» Work task
What follows is data; output all of it exactly as given.
Data below:
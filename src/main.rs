use anyhow::{Context, Result};
use datasplit::pipeline::{SplitConfig, run};
use log::info;

fn main() -> Result<()> {
    env_logger::init();

    // An optional JSON file replaces the built-in settings
    let config = match std::env::args().nth(1) {
        Some(path) => SplitConfig::from_json_file(&path)
            .with_context(|| format!("loading configuration from {}", path))?,
        None => SplitConfig::default(),
    };
    info!("Splitting {}", config.input.display());

    let report = run(&config).context("splitting dataset")?;

    println!(
        "train: {} rows, test: {} rows",
        report.train_rows, report.test_rows
    );
    for path in &report.written {
        println!("wrote {}", path.display());
    }
    if let Some(accuracy) = report.accuracy {
        println!("knn accuracy: {:.2}%", accuracy * 100.0);
    }

    Ok(())
}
End of Data.
» Expected answer
filename src/main.rs
use anyhow::{Context, Result};
use datasplit::pipeline::{SplitConfig, run};
use log::info;

fn main() -> Result<()> {
    env_logger::init();

    // An optional JSON file replaces the built-in settings
    let config = match std::env::args().nth(1) {
        Some(path) => SplitConfig::from_json_file(&path)
            .with_context(|| format!("loading configuration from {}", path))?,
        None => SplitConfig::default(),
    };
    info!("Splitting {}", config.input.display());

    let report = run(&config).context("splitting dataset")?;

    println!(
        "train: {} rows, test: {} rows",
        report.train_rows, report.test_rows
    );
    for path in &report.written {
        println!("wrote {}", path.display());
    }
    if let Some(accuracy) = report.accuracy {
        println!("knn accuracy: {:.2}%", accuracy * 100.0);
    }

    Ok(())
}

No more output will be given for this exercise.